- Film Poster
- Directed by: Sange Dorjee Thongdok
- Written by: Sange Dorjee Thongdok
- Produced by: Sange Dorjee Thongdok Tenzing Norbu Thongdok
- Starring: Anshu Jamsenpa Phuntsu Khrime
- Cinematography: Pooja Gupte
- Edited by: Sanglap Bhowmick
- Music by: Anjo John
- Production company: Easel Films
- Distributed by: PVR Director's Rare
- Release dates: 27 September 2013 (MIFF); 29 August 2014 (India);
- Running time: 103 minutes
- Country: India
- Language: Shertukpen
- Budget: Rs 3,500,000

= Crossing Bridges (film) =

Crossing Bridges is a 2013 Indian film directed by Sange Dorjee Thongdok. It is the first feature film ever to be made in the language of Shertukpen, which is an indigenous dialect native to the state Arunachal Pradesh in India. The film premiered on 27 September at the Mumbai International Film Festival in 2013. It received the National Film Award for Best Film in Shertukpen in 2013.

==Synopsis==
A middle-aged man named Tashi returns to his native village in Arunachal Pradesh after losing his job. As he waits for word of any new openings in the city, the culture and history of his people begins to have a profound effect on him and force him to reconsider his life and career choices.

==Production==
Director Sange Dorjee's idea for the film started when he was considering the social and economic displacement of tribal peoples of India.
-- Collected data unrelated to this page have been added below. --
use axum::{http::HeaderValue, middleware, routing::get, Json, Router};
use serde_json::{json, Value};
use tower_http::{
    cors::{Any, CorsLayer},
    services::ServeDir,
};

use crate::api::crud::{bulk_resource_router, resource_router};
use crate::api::rate_limit::rate_limit;
use crate::api::state::AppState;
use crate::api::uploads::UPLOADS_URL;
use crate::api::{analytics, chats, clients, overview, pricing, projects, solutions, users};
use crate::config::CorsConfig;
use crate::error::ApiError;
use crate::model::{
    Blog, Category, ContactDraft, ContactSubmission, PortfolioItem, Product, Service,
    SupportTicket, TeamMember, Technology, Testimonial,
};
use crate::store::Store;

pub async fn banner() -> &'static str {
    "Projukti server is running"
}

pub async fn health_check() -> Json<Value> {
    Json(json!({
        "status": "ok",
        "timestamp": chrono::Utc::now().to_rfc3339(),
    }))
}

async fn route_not_found() -> ApiError {
    ApiError::not_found("Route not found")
}

fn cors_layer(config: &CorsConfig) -> CorsLayer {
    let layer = CorsLayer::new().allow_methods(Any).allow_headers(Any);
    match config.allowed_origin.as_deref().map(HeaderValue::from_str) {
        Some(Ok(origin)) => layer.allow_origin(origin),
        Some(Err(e)) => {
            log::warn!("Ignoring invalid CORS origin: {}", e);
            layer.allow_origin(Any)
        }
        None => layer.allow_origin(Any),
    }
}

pub fn create_router<S: Store + 'static>(state: AppState<S>) -> Router {
    let config = state.config.clone();

    Router::new()
        .route("/", get(banner))
        .route("/health", get(health_check))
        // Plain collections
        .nest("/blogs", resource_router::<S, Blog>())
        .nest("/products", resource_router::<S, Product>())
        .nest("/portfolio", resource_router::<S, PortfolioItem>())
        .nest("/testimonials", resource_router::<S, Testimonial>())
        .nest("/support", resource_router::<S, SupportTicket>())
        .nest("/contact-us", resource_router::<S, ContactDraft>())
        .nest(
            "/contact-us-submitted",
            resource_router::<S, ContactSubmission>(),
        )
        .nest("/our-team", resource_router::<S, TeamMember>())
        .nest("/services", resource_router::<S, Service>())
        .nest("/categories", bulk_resource_router::<S, Category>())
        .nest("/technologies", bulk_resource_router::<S, Technology>())
        // Collections with their own rules
        .nest("/users", users::router::<S>(&config.uploads))
        .nest("/pricing", pricing::router::<S>())
        .nest("/our-solutions", solutions::router::<S>())
        .nest("/our-clients", clients::router::<S>(&config.uploads))
        .nest("/total-projects", projects::router::<S>())
        .nest("/overview", overview::router::<S>())
        .nest("/analytics", analytics::router::<S>())
        .nest("/chats", chats::router::<S>())
        .nest_service(UPLOADS_URL, ServeDir::new(&config.uploads.dir))
        .fallback(route_not_found)
        .layer(middleware::from_fn_with_state(
            state.clone(),
            rate_limit::<S>,
        ))
        .layer(cors_layer(&config.cors))
        .with_state(state)
}
use parking_lot::RwLock;
use std::collections::{HashMap, HashSet};
use tokio::sync::mpsc::UnboundedSender;
use uuid::Uuid;

use crate::chat::events::ServerEvent;

pub type ConnectionId = Uuid;
pub type Outbox = UnboundedSender<ServerEvent>;

/// A joined user: id plus display name.
#[derive(Debug, Clone, PartialEq, Eq)]
pub struct ChatUser {
    pub id: String,
    pub name: String,
}

#[derive(Debug)]
struct Connection {
    outbox: Outbox,
    user: Option<ChatUser>,
}

#[derive(Debug, Default)]
struct Registry {
    connections: HashMap<ConnectionId, Connection>,
    /// Room per user; the most recent connection wins
    users: HashMap<String, ConnectionId>,
    admins: HashSet<ConnectionId>,
}

/// Process-local registry of live chat sockets and the rooms they joined.
///
/// The lock is only held for map access; sends go through unbounded channels
/// so nothing here awaits.
#[derive(Debug, Default)]
pub struct ChatHub {
    registry: RwLock<Registry>,
}

impl ChatHub {
    pub fn new() -> Self {
        Self::default()
    }

    pub fn connect(&self, outbox: Outbox) -> ConnectionId {
        let id = Uuid::new_v4();
        self.registry
            .write()
            .connections
            .insert(id, Connection { outbox, user: None });
        id
    }

    pub fn join_user(&self, conn: ConnectionId, user: ChatUser) {
        let mut registry = self.registry.write();
        let Some(connection) = registry.connections.get_mut(&conn) else {
            return;
        };
        let previous = connection.user.replace(user.clone());
        // Leaving the previous room, unless a newer socket already owns it.
        if let Some(previous) = previous.filter(|p| p.id != user.id) {
            if registry.users.get(&previous.id) == Some(&conn) {
                registry.users.remove(&previous.id);
            }
        }
        registry.users.insert(user.id, conn);
    }

    pub fn join_admin(&self, conn: ConnectionId) {
        let mut registry = self.registry.write();
        if registry.connections.contains_key(&conn) {
            registry.admins.insert(conn);
        }
    }

    pub fn user_of(&self, conn: ConnectionId) -> Option<ChatUser> {
        self.registry
            .read()
            .connections
            .get(&conn)
            .and_then(|c| c.user.clone())
    }

    /// Deliver to one connection. Closed peers are dropped silently.
    pub fn send_to(&self, conn: ConnectionId, event: ServerEvent) {
        if let Some(connection) = self.registry.read().connections.get(&conn) {
            let _ = connection.outbox.send(event);
        }
    }

    /// Deliver to the user's room. Returns false when the user is offline.
    pub fn send_to_user(&self, user_id: &str, event: ServerEvent) -> bool {
        let registry = self.registry.read();
        let Some(connection) = registry
            .users
            .get(user_id)
            .and_then(|conn| registry.connections.get(conn))
        else {
            return false;
        };
        connection.outbox.send(event).is_ok()
    }

    pub fn broadcast_admins(&self, event: ServerEvent) -> usize {
        let registry = self.registry.read();
        registry
            .admins
            .iter()
            .filter_map(|conn| registry.connections.get(conn))
            .filter(|connection| connection.outbox.send(event.clone()).is_ok())
            .count()
    }

    pub fn disconnect(&self, conn: ConnectionId) {
        let mut registry = self.registry.write();
        let Some(connection) = registry.connections.remove(&conn) else {
            return;
        };
        registry.admins.remove(&conn);
        if let Some(user) = connection.user {
            if registry.users.get(&user.id) == Some(&conn) {
                registry.users.remove(&user.id);
            }
        }
    }

    pub fn online_users(&self) -> usize {
        self.registry.read().users.len()
    }

    pub fn online_admins(&self) -> usize {
        self.registry.read().admins.len()
    }
}

#[cfg(test)]
mod tests {
    use super::*;
    use tokio::sync::mpsc::unbounded_channel;

    fn user(id: &str) -> ChatUser {
        ChatUser {
            id: id.to_string(),
            name: id.to_string(),
        }
    }

    fn marker(user_id: &str) -> ServerEvent {
        ServerEvent::MessagesMarkedRead {
            user_id: user_id.to_string(),
            updated: true,
        }
    }

    #[test]
    fn test_latest_connection_wins() {
        let hub = ChatHub::new();
        let (old_tx, mut old_rx) = unbounded_channel();
        let (new_tx, mut new_rx) = unbounded_channel();
        let old = hub.connect(old_tx);
        let new = hub.connect(new_tx);

        hub.join_user(old, user("u_1"));
        hub.join_user(new, user("u_1"));

        assert!(hub.send_to_user("u_1", marker("u_1")));
        assert!(new_rx.try_recv().is_ok());
        assert!(old_rx.try_recv().is_err());

        // The stale socket leaving must not evict the live one.
        hub.disconnect(old);
        assert_eq!(hub.online_users(), 1);
        hub.disconnect(new);
        assert_eq!(hub.online_users(), 0);
        assert!(!hub.send_to_user("u_1", marker("u_1")));
    }

    #[test]
    fn test_rejoin_as_another_user_leaves_old_room() {
        let hub = ChatHub::new();
        let (tx, mut rx) = unbounded_channel();
        let conn = hub.connect(tx);

        hub.join_user(conn, user("alice"));
        hub.join_user(conn, user("bob"));

        assert!(!hub.send_to_user("alice", marker("alice")));
        assert!(rx.try_recv().is_err());
        assert!(hub.send_to_user("bob", marker("bob")));
        assert_eq!(hub.online_users(), 1);

        hub.disconnect(conn);
        assert_eq!(hub.online_users(), 0);
    }

    #[test]
    fn test_rejoin_keeps_room_owned_by_newer_socket() {
        let hub = ChatHub::new();
        let (first_tx, _first_rx) = unbounded_channel();
        let (second_tx, mut second_rx) = unbounded_channel();
        let first = hub.connect(first_tx);
        let second = hub.connect(second_tx);

        hub.join_user(first, user("alice"));
        hub.join_user(second, user("alice"));
        hub.join_user(first, user("bob"));

        assert!(hub.send_to_user("alice", marker("alice")));
        assert!(second_rx.try_recv().is_ok());
        assert_eq!(hub.online_users(), 2);
    }

    #[test]
    fn test_admin_broadcast_and_cleanup() {
        let hub = ChatHub::new();
        let (a_tx, mut a_rx) = unbounded_channel();
        let (b_tx, mut b_rx) = unbounded_channel();
        let a = hub.connect(a_tx);
        let b = hub.connect(b_tx);
        hub.join_admin(a);
        hub.join_admin(b);

        assert_eq!(hub.broadcast_admins(marker("u_1")), 2);
        assert!(a_rx.try_recv().is_ok());
        assert!(b_rx.try_recv().is_ok());

        hub.disconnect(a);
        assert_eq!(hub.online_admins(), 1);
        assert_eq!(hub.broadcast_admins(marker("u_1")), 1);
    }

    #[test]
    fn test_dropped_receiver_is_ignored() {
        let hub = ChatHub::new();
        let (tx, rx) = unbounded_channel();
        let conn = hub.connect(tx);
        hub.join_admin(conn);
        drop(rx);
        assert_eq!(hub.broadcast_admins(marker("u_1")), 0);
    }
}
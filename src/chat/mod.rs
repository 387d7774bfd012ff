pub mod events;
pub mod hub;
pub mod service;
pub mod socket;

pub use events::{ClientEvent, ServerEvent};
pub use hub::{ChatHub, ChatUser, ConnectionId};
pub use service::ChatService;
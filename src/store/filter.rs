use mongodb::bson::oid::ObjectId;
use serde_json::Value;

use crate::model::{Document, ID_FIELD};

/// Equality-only query, the subset of MongoDB filters the routers need.
#[derive(Debug, Clone, PartialEq)]
pub enum Filter {
    All,
    Id(ObjectId),
    NotId(ObjectId),
    Eq(String, Value),
    And(Vec<Filter>),
}

impl Filter {
    pub fn id(id: ObjectId) -> Self {
        Filter::Id(id)
    }

    pub fn eq(field: &str, value: impl Into<Value>) -> Self {
        Filter::Eq(field.to_string(), value.into())
    }

    pub fn and(self, other: Filter) -> Self {
        match self {
            Filter::All => other,
            Filter::And(mut clauses) => {
                clauses.push(other);
                Filter::And(clauses)
            }
            first => Filter::And(vec![first, other]),
        }
    }

    /// In-process evaluation against a stored document.
    pub fn matches(&self, doc: &Document) -> bool {
        match self {
            Filter::All => true,
            Filter::Id(id) => doc.get(ID_FIELD).and_then(Value::as_str) == Some(&id.to_hex()),
            Filter::NotId(id) => doc.get(ID_FIELD).and_then(Value::as_str) != Some(&id.to_hex()),
            Filter::Eq(field, value) => doc.get(field) == Some(value),
            Filter::And(clauses) => clauses.iter().all(|c| c.matches(doc)),
        }
    }
}

#[cfg(test)]
mod tests {
    use super::*;
    use serde_json::json;

    fn doc(value: Value) -> Document {
        match value {
            Value::Object(map) => map,
            _ => unreachable!(),
        }
    }

    #[test]
    fn test_matches() {
        let id = ObjectId::new();
        let d = doc(json!({"_id": id.to_hex(), "category": "Hosting", "price": 10}));

        assert!(Filter::All.matches(&d));
        assert!(Filter::id(id).matches(&d));
        assert!(!Filter::NotId(id).matches(&d));
        assert!(Filter::eq("category", "Hosting").matches(&d));
        assert!(!Filter::eq("category", "Domains").matches(&d));
        assert!(Filter::eq("price", 10).matches(&d));
        assert!(!Filter::eq("missing", "x").matches(&d));
    }

    #[test]
    fn test_and_flattens() {
        let id = ObjectId::new();
        let combined = Filter::All
            .and(Filter::eq("postId", "p1"))
            .and(Filter::NotId(id));
        assert_eq!(
            combined,
            Filter::And(vec![Filter::eq("postId", "p1"), Filter::NotId(id)])
        );
    }
}
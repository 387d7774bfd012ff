use anyhow::{bail, Context, Result};
use jsonwebtoken::{Algorithm, EncodingKey, Header};
use reqwest::Client;
use serde::{Deserialize, Serialize};
use serde_json::json;
use std::time::{Duration, Instant};
use tokio::sync::Mutex;

use crate::analytics::report::{RunReportResponse, DIMENSIONS, METRICS};
use crate::analytics::AnalyticsSource;
use crate::config::AnalyticsConfig;

const GOOGLE_TOKEN_URI: &str = "https://oauth2.googleapis.com/token";
const ANALYTICS_SCOPE: &str = "https://www.googleapis.com/auth/analytics.readonly";
const JWT_BEARER_GRANT: &str = "urn:ietf:params:oauth:grant-type:jwt-bearer";
const ASSERTION_LIFETIME_SECS: i64 = 3600;
/// Cached tokens are replaced this long before they expire.
const REFRESH_MARGIN: Duration = Duration::from_secs(60);

fn default_token_uri() -> String {
    GOOGLE_TOKEN_URI.to_string()
}

#[derive(Deserialize)]
struct ServiceAccount {
    client_email: String,
    private_key: String,
    #[serde(default = "default_token_uri")]
    token_uri: String,
}

/// A Google service-account key, or a ready bearer token.
#[derive(Deserialize)]
#[serde(untagged)]
enum Credentials {
    ServiceAccount(ServiceAccount),
    Token { access_token: String },
}

#[derive(Debug, Serialize)]
struct AssertionClaims<'a> {
    iss: &'a str,
    scope: &'a str,
    aud: &'a str,
    iat: i64,
    exp: i64,
}

#[derive(Debug, Deserialize)]
struct TokenResponse {
    access_token: String,
    #[serde(default = "default_expires_in")]
    expires_in: u64,
}

fn default_expires_in() -> u64 {
    ASSERTION_LIFETIME_SECS as u64
}

struct CachedToken {
    value: String,
    expires_at: Instant,
}

enum Auth {
    Static(String),
    ServiceAccount {
        client_email: String,
        token_uri: String,
        key: EncodingKey,
        cached: Mutex<Option<CachedToken>>,
    },
}

impl Auth {
    fn from_blob(raw: &str) -> Result<Self> {
        let credentials: Credentials = serde_json::from_str(raw)
            .context("Credential blob is not a service account or token")?;
        match credentials {
            Credentials::Token { access_token } => Ok(Auth::Static(access_token)),
            Credentials::ServiceAccount(account) => {
                let key = EncodingKey::from_rsa_pem(account.private_key.as_bytes())
                    .context("Service account private key is not an RSA PEM")?;
                Ok(Auth::ServiceAccount {
                    client_email: account.client_email,
                    token_uri: account.token_uri,
                    key,
                    cached: Mutex::new(None),
                })
            }
        }
    }
}

/// Signed JWT-bearer assertion for the token endpoint.
fn sign_assertion(
    client_email: &str,
    token_uri: &str,
    key: &EncodingKey,
    now: i64,
) -> Result<String> {
    let claims = AssertionClaims {
        iss: client_email,
        scope: ANALYTICS_SCOPE,
        aud: token_uri,
        iat: now,
        exp: now + ASSERTION_LIFETIME_SECS,
    };
    jsonwebtoken::encode(&Header::new(Algorithm::RS256), &claims, key)
        .context("Failed to sign analytics token assertion")
}

/// Reqwest-backed client for the Analytics Data API `runReport` call.
pub struct Ga4Client {
    client: Client,
    api_base: String,
    property_id: Option<String>,
    auth: Option<Auth>,
}

impl Ga4Client {
    pub fn from_config(config: &AnalyticsConfig) -> Result<Self> {
        let client = Client::builder()
            .timeout(Duration::from_secs(config.timeout_secs))
            .build()
            .context("Failed to build analytics HTTP client")?;

        // A broken blob is not fatal at startup; report calls fail instead.
        let auth = config
            .credentials
            .as_deref()
            .and_then(|raw| match Auth::from_blob(raw) {
                Ok(auth) => Some(auth),
                Err(e) => {
                    log::error!("Error parsing analytics credentials: {:#}", e);
                    None
                }
            });

        Ok(Self {
            client,
            api_base: config.api_base.trim_end_matches('/').to_string(),
            property_id: config.property_id.clone(),
            auth,
        })
    }

    fn request_body() -> serde_json::Value {
        json!({
            "dateRanges": [{"startDate": "7daysAgo", "endDate": "today"}],
            "dimensions": DIMENSIONS.iter().map(|name| json!({"name": name})).collect::<Vec<_>>(),
            "metrics": METRICS.iter().map(|name| json!({"name": name})).collect::<Vec<_>>(),
        })
    }

    /// Bearer token for the next call, exchanging a fresh assertion when the cached one is stale.
    async fn bearer_token(&self, auth: &Auth) -> Result<String> {
        let (client_email, token_uri, key, cached) = match auth {
            Auth::Static(token) => return Ok(token.clone()),
            Auth::ServiceAccount {
                client_email,
                token_uri,
                key,
                cached,
            } => (client_email, token_uri, key, cached),
        };

        let mut cached = cached.lock().await;
        if let Some(token) = cached.as_ref() {
            if Instant::now() + REFRESH_MARGIN < token.expires_at {
                return Ok(token.value.clone());
            }
        }

        let now = chrono::Utc::now().timestamp();
        let assertion = sign_assertion(client_email, token_uri, key, now)?;
        let response = self
            .client
            .post(token_uri)
            .form(&[("grant_type", JWT_BEARER_GRANT), ("assertion", assertion.as_str())])
            .send()
            .await
            .context("Analytics token request failed")?;
        let status = response.status();
        if !status.is_success() {
            let body = response.text().await.unwrap_or_default();
            bail!("Token endpoint returned {}: {}", status, body);
        }
        let token = response
            .json::<TokenResponse>()
            .await
            .context("Failed to decode analytics token")?;
        log::debug!("Obtained analytics token for {}", client_email);

        let value = token.access_token.clone();
        *cached = Some(CachedToken {
            value: token.access_token,
            expires_at: Instant::now() + Duration::from_secs(token.expires_in),
        });
        Ok(value)
    }
}

#[async_trait::async_trait]
impl AnalyticsSource for Ga4Client {
    async fn run_report(&self) -> Result<RunReportResponse> {
        let Some(property_id) = self.property_id.as_deref() else {
            bail!("analytics property id is not configured");
        };
        let Some(auth) = self.auth.as_ref() else {
            bail!("analytics credentials are not configured");
        };
        let token = self.bearer_token(auth).await?;

        let url = format!(
            "{}/v1beta/properties/{}:runReport",
            self.api_base, property_id
        );
        let response = self
            .client
            .post(&url)
            .bearer_auth(&token)
            .json(&Self::request_body())
            .send()
            .await
            .context("Analytics request failed")?;

        let status = response.status();
        if !status.is_success() {
            let body = response.text().await.unwrap_or_default();
            bail!("Analytics API returned {}: {}", status, body);
        }

        response
            .json::<RunReportResponse>()
            .await
            .context("Failed to decode analytics report")
    }
}

#[cfg(test)]
mod tests {
    use super::*;
    use axum::{
        extract::{Form, Path, State},
        http::{header::AUTHORIZATION, HeaderMap, StatusCode},
        routing::post,
        Json, Router,
    };
    use jsonwebtoken::{DecodingKey, Validation};
    use std::collections::HashMap;
    use std::sync::atomic::{AtomicUsize, Ordering};
    use std::sync::Arc;

    const TEST_KEY: &str = include_str!("../../tests/fixtures/analytics_test_key.pem");
    const TEST_PUBLIC_KEY: &str = include_str!("../../tests/fixtures/analytics_test_key.pub.pem");
    const CLIENT_EMAIL: &str = "reporter@projukti.iam.gserviceaccount.com";

    #[derive(Debug, Deserialize)]
    struct ReceivedClaims {
        iss: String,
        scope: String,
        aud: String,
        iat: i64,
        exp: i64,
    }

    fn verify(assertion: &str) -> Option<ReceivedClaims> {
        let key = DecodingKey::from_rsa_pem(TEST_PUBLIC_KEY.as_bytes()).ok()?;
        let mut validation = Validation::new(Algorithm::RS256);
        validation.validate_aud = false;
        jsonwebtoken::decode::<ReceivedClaims>(assertion, &key, &validation)
            .ok()
            .map(|data| data.claims)
    }

    #[derive(Default)]
    struct Upstream {
        token_requests: AtomicUsize,
    }

    async fn issue_token(
        State(upstream): State<Arc<Upstream>>,
        Form(form): Form<HashMap<String, String>>,
    ) -> Result<Json<serde_json::Value>, StatusCode> {
        upstream.token_requests.fetch_add(1, Ordering::SeqCst);
        if form.get("grant_type").map(String::as_str) != Some(JWT_BEARER_GRANT) {
            return Err(StatusCode::BAD_REQUEST);
        }
        let claims = form
            .get("assertion")
            .and_then(|assertion| verify(assertion))
            .ok_or(StatusCode::UNAUTHORIZED)?;
        if claims.iss != CLIENT_EMAIL
            || claims.scope != ANALYTICS_SCOPE
            || !claims.aud.ends_with("/token")
        {
            return Err(StatusCode::UNAUTHORIZED);
        }
        Ok(Json(json!({
            "access_token": "stub-token",
            "expires_in": 3600,
            "token_type": "Bearer",
        })))
    }

    async fn report_rows(
        Path(property): Path<String>,
        headers: HeaderMap,
    ) -> Result<Json<serde_json::Value>, StatusCode> {
        let bearer = headers.get(AUTHORIZATION).and_then(|v| v.to_str().ok());
        if bearer != Some("Bearer stub-token") {
            return Err(StatusCode::UNAUTHORIZED);
        }
        if property != "123:runReport" {
            return Err(StatusCode::NOT_FOUND);
        }
        Ok(Json(json!({
            "rows": [{
                "dimensionValues": [
                    {"value": "Bangladesh"}, {"value": "mobile"}, {"value": "Dhaka"}, {"value": "/"}
                ],
                "metricValues": [{"value": "5"}, {"value": "2"}, {"value": "40.0"}, {"value": "3"}]
            }]
        })))
    }

    async fn spawn_upstream() -> (String, Arc<Upstream>) {
        let upstream = Arc::new(Upstream::default());
        let app = Router::new()
            .route("/token", post(issue_token))
            .route("/v1beta/properties/:property", post(report_rows))
            .with_state(upstream.clone());
        let listener = tokio::net::TcpListener::bind("127.0.0.1:0").await.unwrap();
        let base = format!("http://{}", listener.local_addr().unwrap());
        tokio::spawn(async move {
            axum::serve(listener, app).await.unwrap();
        });
        (base, upstream)
    }

    fn service_account(token_uri: Option<&str>) -> String {
        let mut blob = json!({
            "type": "service_account",
            "client_email": CLIENT_EMAIL,
            "private_key": TEST_KEY,
        });
        if let Some(uri) = token_uri {
            blob["token_uri"] = json!(uri);
        }
        blob.to_string()
    }

    #[test]
    fn test_assertion_claims() {
        let key = EncodingKey::from_rsa_pem(TEST_KEY.as_bytes()).unwrap();
        let assertion =
            sign_assertion(CLIENT_EMAIL, GOOGLE_TOKEN_URI, &key, 1_700_000_000).unwrap();
        let key = DecodingKey::from_rsa_pem(TEST_PUBLIC_KEY.as_bytes()).unwrap();
        let mut validation = Validation::new(Algorithm::RS256);
        validation.validate_exp = false;
        validation.set_audience(&[GOOGLE_TOKEN_URI]);
        let claims = jsonwebtoken::decode::<ReceivedClaims>(&assertion, &key, &validation)
            .unwrap()
            .claims;
        assert_eq!(claims.iss, CLIENT_EMAIL);
        assert_eq!(claims.scope, ANALYTICS_SCOPE);
        assert_eq!(claims.aud, GOOGLE_TOKEN_URI);
        assert_eq!(claims.exp - claims.iat, ASSERTION_LIFETIME_SECS);
    }

    #[test]
    fn test_credential_blob_kinds() {
        assert!(matches!(
            Auth::from_blob(&service_account(None)),
            Ok(Auth::ServiceAccount { ref token_uri, .. }) if token_uri == GOOGLE_TOKEN_URI
        ));
        assert!(matches!(
            Auth::from_blob(r#"{"access_token": "ya29.token"}"#),
            Ok(Auth::Static(ref token)) if token == "ya29.token"
        ));
        let broken_key = json!({"client_email": CLIENT_EMAIL, "private_key": "not a key"});
        assert!(Auth::from_blob(&broken_key.to_string()).is_err());
    }

    #[tokio::test]
    async fn test_service_account_token_exchange() {
        let (base, upstream) = spawn_upstream().await;
        let client = Ga4Client::from_config(&AnalyticsConfig {
            property_id: Some("123".to_string()),
            credentials: Some(service_account(Some(&format!("{}/token", base)))),
            api_base: base.clone(),
            ..AnalyticsConfig::default()
        })
        .unwrap();

        let report = client.run_report().await.unwrap();
        assert_eq!(report.rows.len(), 1);
        assert_eq!(report.rows[0].dimension_values[2].value, "Dhaka");

        // The exchanged token is reused until it nears expiry.
        client.run_report().await.unwrap();
        assert_eq!(upstream.token_requests.load(Ordering::SeqCst), 1);
    }

    #[tokio::test]
    async fn test_rejected_token_request_fails_report() {
        let (base, _upstream) = spawn_upstream().await;
        let client = Ga4Client::from_config(&AnalyticsConfig {
            property_id: Some("123".to_string()),
            credentials: Some(service_account(Some(&format!("{}/missing", base)))),
            api_base: base,
            ..AnalyticsConfig::default()
        })
        .unwrap();
        let err = client.run_report().await.unwrap_err();
        assert!(err.to_string().contains("Token endpoint returned 404"));
    }

    #[test]
    fn test_request_body_lists_dimensions_in_order() {
        let body = Ga4Client::request_body();
        assert_eq!(body["dimensions"][0]["name"], "country");
        assert_eq!(body["dimensions"][3]["name"], "pagePath");
        assert_eq!(body["metrics"][2]["name"], "averageSessionDuration");
        assert_eq!(body["dateRanges"][0]["startDate"], "7daysAgo");
    }

    #[tokio::test]
    async fn test_missing_configuration_fails() {
        let client = Ga4Client::from_config(&AnalyticsConfig {
            credentials: Some("not json".to_string()),
            property_id: Some("123".to_string()),
            ..AnalyticsConfig::default()
        })
        .unwrap();
        assert!(client.auth.is_none());
        assert!(client.run_report().await.is_err());

        let client = Ga4Client::from_config(&AnalyticsConfig::default()).unwrap();
        assert!(client.run_report().await.is_err());
    }
}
He mentioned that "My generation has had to leave home to get better higher-education and employment outside as the north eastern region doesn’t have the required infrastructure. The huge cultural difference we faced outside was always a shock to many. Coming back home has always been a difficult proposition, as after years of adjusting to the life outside we suddenly feel like an outsider in our own culture."

Due to the film's microbudget, which was wholly funded by the director's father who "believed it was important for the community of Arunachal Pradesh", Dorjee decided to shoot the movie completely with a Canon 5D camera. He was surprised by the quality of such a standard personal use camera that he and cinematographer Pooja Gupte went ahead with it.

==Critical reception==

Crossing Bridges opened to positive acclaim amongst critics. Pooja Gupte's cinematography and the theme of 're-discovering home' were particularly praised, while the films limited appeal to mass audiences but large appeal to film enthusiasts and cinephiles were noted.

Suprateek Chatterjee of FirstPost praised the film's simplicity in its production and compared the film to Swades stating, "At a time when movies are pulling every trick in the book in an attempt to lure in audiences, Crossing Bridges relies on getting the basics right and transporting its audience to another world"

Subhash K. Jha of Odisha Sun Times gave the film a rating of three out of five saying, "It’s that supreme serenity, the splendid synthesis of ambiance and mood that qualifies and eventually absorbs our interest. These dull lives are unique in their absolute lack of affectations."

Johnson Thomas of The Free Press Journal gave a positive review and praised the cinematography stating "The cinematography by Pooja Gupte, who shot the film in Cannon 5D is simply breathtaking, allowing for a gradual cultural immurement in the land and its spiritual enchantment. The narrative is kept spare and economical by editor Sanglap Bhowmick, while the story-telling limits itself to being drawn on realism rather than melodrama. Needless to say, this film is a completely enveloping experience."

Pronoti Datta of Mumbai Boss e-magazine gave the film a rating of three out of five and stated, "The state is shown in all its picturesque glory: rolling green valleys, Buddhist monasteries, tribal dancers, phlegmatic villagers with faces weathered by the elements, fast-flowing brooks, snow-dusted trees and so on. But it’s not just pretty images. Thongdok’s quiet film in Shertukpen, a dialect spoken in the western part of Arunachal Pradesh, is about a man seduced by his own homeland, which circumstances compel him to revisit."

E-magazine India News Hub summarized the film as "an honest, return-to-roots story set against a captivating backdrop." in a positive review.

BollywoodTrade an online trade magazine was much more critical of the film, giving it a rating of 1 1/2 out of 5 mentioning how the film has a very little appeal to India's mass audience saying, "many of the short, interesting, dramatic, and visually appealing occasional glimpses are not well integrated into the main narrative. That’s why the film looks disjointed and incoherent."

Anup Pandey of e-magazine W14 gave the film a rating of 3 1/2 out of 5 saying, "For many such metaphors that the film is built on, Crossing Bridges is quite a revealing journey of a search for identity and to find answers to where does one actually belong."

Siraj Syed of FilmFestival.com gave the film a rating of three out of five saying, "If you are likely to be moved to deep emotions and tears by the idea of a Mumbai-based IT professional rediscovering his remote countryside roots in North-East India, and making the life-defining move of permanent homecoming, you will most likely feel you have a seen a minor classic."